Contagion explores desperation, redemption
by Vanessa Gillard
Arts Editor
It wasn’t so long ago that people didn’t have the option to stand in line for hours and hours for a flu shot.
People didn’t have antibacterial options for everything from eyedrops to floor detergents, people coughed into their hand instead of their sleeve, and a child’s fever was treated with a hot bath and rest rather than a paniced trip to the doctor.
It seems some are being trained to believe that sickness is lurking in every crevice of every surface, handshake and minor social exchange. Is it coincidental that Steven Soderbergh’s Contagion happened to be released just as the chill of autumn and hence flu season are upon us?
Contagion is an exploration of mortality, fear, panic and the desperation accompanying the idea that as much as we like to believe we are more in control of our fate than ever before that a virus is a more viable and illusive threat to our lives than any terrorist, any mysterious backpack, any thump in the night.
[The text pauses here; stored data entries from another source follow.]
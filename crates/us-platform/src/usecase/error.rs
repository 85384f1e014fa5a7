//! Use Case Errors
//!
//! Categorized failures returned by the account, role, access point and
//! role-access services. Each category maps to one HTTP status at the
//! boundary.
//!
//! ```ignore
//! use us_platform::usecase::{UseCaseError, details};
//!
//! UseCaseError::bad_input("USER_ID_REQUIRED", "User ID cannot be empty");
//!
//! UseCaseError::validation_with_details(
//!     "EMAIL_INVALID",
//!     "Email address is malformed",
//!     details!{ "email" => email },
//! );
//! ```

use serde::{Deserialize, Serialize};
use std::collections::HashMap;

/// Macro for creating error detail maps.
#[macro_export]
macro_rules! details {
    () => {
        std::collections::HashMap::new()
    };
    ($($key:expr => $value:expr),+ $(,)?) => {{
        let mut map = std::collections::HashMap::new();
        $(
            map.insert($key.to_string(), serde_json::json!($value));
        )+
        map
    }};
}

/// Categorized error types for use case failures.
///
/// - `BadInput` -> 400 Bad Request
/// - `ValidationError` -> 400 Bad Request
/// - `NotFoundError` -> 404 Not Found
/// - `StorageError` -> 500 Internal Server Error
#[derive(Debug, Clone, Serialize, Deserialize)]
#[serde(tag = "type")]
pub enum UseCaseError {
    /// Empty or missing identifier, missing required field, malformed payload.
    BadInput {
        code: String,
        message: String,
        #[serde(default)]
        details: HashMap<String, serde_json::Value>,
    },

    /// A field violates its format constraint (e.g. malformed email).
    ValidationError {
        code: String,
        message: String,
        #[serde(default)]
        details: HashMap<String, serde_json::Value>,
    },

    /// Referenced record does not exist.
    NotFoundError {
        code: String,
        message: String,
        #[serde(default)]
        details: HashMap<String, serde_json::Value>,
    },

    /// The store failed to read, write, begin or commit.
    StorageError {
        code: String,
        message: String,
        #[serde(default)]
        details: HashMap<String, serde_json::Value>,
    },
}

impl UseCaseError {
    pub fn bad_input(code: impl Into<String>, message: impl Into<String>) -> Self {
        Self::BadInput {
            code: code.into(),
            message: message.into(),
            details: HashMap::new(),
        }
    }

    pub fn validation(code: impl Into<String>, message: impl Into<String>) -> Self {
        Self::ValidationError {
            code: code.into(),
            message: message.into(),
            details: HashMap::new(),
        }
    }

    pub fn validation_with_details(
        code: impl Into<String>,
        message: impl Into<String>,
        details: HashMap<String, serde_json::Value>,
    ) -> Self {
        Self::ValidationError {
            code: code.into(),
            message: message.into(),
            details,
        }
    }

    pub fn not_found(code: impl Into<String>, message: impl Into<String>) -> Self {
        Self::NotFoundError {
            code: code.into(),
            message: message.into(),
            details: HashMap::new(),
        }
    }

    pub fn not_found_with_details(
        code: impl Into<String>,
        message: impl Into<String>,
        details: HashMap<String, serde_json::Value>,
    ) -> Self {
        Self::NotFoundError {
            code: code.into(),
            message: message.into(),
            details,
        }
    }

    /// Storage failure; `context` names the step that failed.
    pub fn storage(context: &str, err: impl std::fmt::Display) -> Self {
        Self::StorageError {
            code: "STORAGE_FAILED".to_string(),
            message: format!("{}: {}", context, err),
            details: HashMap::new(),
        }
    }

    pub fn code(&self) -> &str {
        match self {
            Self::BadInput { code, .. } => code,
            Self::ValidationError { code, .. } => code,
            Self::NotFoundError { code, .. } => code,
            Self::StorageError { code, .. } => code,
        }
    }

    pub fn message(&self) -> &str {
        match self {
            Self::BadInput { message, .. } => message,
            Self::ValidationError { message, .. } => message,
            Self::NotFoundError { message, .. } => message,
            Self::StorageError { message, .. } => message,
        }
    }

    /// True for every failure the caller caused (bad identifiers, missing
    /// fields and field-format violations alike).
    pub fn is_bad_input(&self) -> bool {
        matches!(self, Self::BadInput { .. } | Self::ValidationError { .. })
    }

    pub fn is_not_found(&self) -> bool {
        matches!(self, Self::NotFoundError { .. })
    }

    pub fn is_storage(&self) -> bool {
        matches!(self, Self::StorageError { .. })
    }

    /// Get the suggested HTTP status code for this error.
    pub fn http_status_code(&self) -> u16 {
        match self {
            Self::BadInput { .. } => 400,
            Self::ValidationError { .. } => 400,
            Self::NotFoundError { .. } => 404,
            Self::StorageError { .. } => 500,
        }
    }
}

impl std::fmt::Display for UseCaseError {
    fn fmt(&self, f: &mut std::fmt::Formatter<'_>) -> std::fmt::Result {
        write!(f, "[{}] {}", self.code(), self.message())
    }
}

impl std::error::Error for UseCaseError {}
After the supposed overreaction by the WHO in dealing with the most recent swine flu, people may be slightly desensitized to the idea these mutations are a very real threat.
A stark reminder of how real it is, the Spanish influenza killed one per cent of the world’s population in 1919. The spread was accelerated like never before because hundreds of thousands of people moving across oceans and continents after WWI.
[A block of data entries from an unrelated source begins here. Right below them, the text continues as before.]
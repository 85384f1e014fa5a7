//! Role access grant entity

use serde::{Deserialize, Serialize};
use utoipa::ToSchema;

use crate::usecase::UseCaseError;

/// Grants a role access to an access point. The pair is the identity.
#[derive(Debug, Clone, Copy, PartialEq, Eq, Hash, Serialize, Deserialize, ToSchema)]
#[serde(rename_all = "camelCase")]
pub struct RoleAccess {
    pub role_id: i64,
    pub ap_id: i64,
}

impl RoleAccess {
    pub fn new(role_id: i64, ap_id: i64) -> Self {
        Self { role_id, ap_id }
    }

    /// Both ids are required; zero counts as missing.
    pub fn validate(&self) -> Result<(), UseCaseError> {
        if self.role_id == 0 {
            return Err(UseCaseError::bad_input("ROLE_ID_REQUIRED", "roleId is required"));
        }
        if self.ap_id == 0 {
            return Err(UseCaseError::bad_input("AP_ID_REQUIRED", "apId is required"));
        }
        Ok(())
    }
}

/// Request body; missing ids deserialize as zero and fail validation.
#[derive(Debug, Clone, Copy, Default, PartialEq, Eq, Serialize, Deserialize, ToSchema)]
#[serde(rename_all = "camelCase")]
pub struct RoleAccessPayload {
    #[serde(default)]
    pub role_id: i64,
    #[serde(default)]
    pub ap_id: i64,
}

impl From<RoleAccessPayload> for RoleAccess {
    fn from(p: RoleAccessPayload) -> Self {
        Self::new(p.role_id, p.ap_id)
    }
}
Travel being what it is today, the spread would be considerably faster and even wider ranging.
The film begins on day two of the outbreak and continues at a breakneck pace for the entire two hours, which speaks to the rate people infect each other. The ensemble cast and layered plotline is reminiscent of Traffic, Soderbergh’s four-time Academy Award- winning film in 2000.
The story starts with Beth Emhoff’s (Gweneth Paltrow) business trip to Hong Kong where she enjoys a pork dish during a night out with clients. On a layover in Chicago, she sleeps with an ex-boyfriend and returns to her husband and two children in Minneapolis where she dies suddenly.
Doctors are at a loss and when Beth’s husband Mitch (Matt Damon) returns home his son is dead as well.
The loss is incredibly tangible in Damon’s performance and he continues to wrestle with the safety of his remaining child, a teenage daughter.
As compelling as this narrative concerning a family torn apart is, the rest of the film chronicles those on the front lines of the quarantine and how they track down the origin of the contagion as it were. Kate Winslet plays Erin Mears who is a medical-intelligence specialist and works to set up emergency medical centers while attempting to locate the source of the sickness.
She is a strong and selfless character who is consistently dealing with the politicking and ignorance of a bureaucracy that fights her attempts to gather resources.
As scientists try to find the source, so they can create a serum, more people fall ill with symptoms of severe flu followed by seizures and finally death.
As the serum continues to elude officials, the public turns in a looting desperate mob, and one of the more interesting aspects of the film is Jude Law’s character, a blogger who becomes something of a pariah to this mob touting that he knows what the cure is.
Overall, the film is brilliant in never taking the theme to a melodramatic place, which could have trivialized the entire theme.
Each of Soderbergh’s character studies are essential to this story and the overall effect is one of human tragedy, vulnerability and a rebuilding of civilization as we’ve come to know with massive human loss and redemption, and really brings a new appreciation of what the concept of gratitude.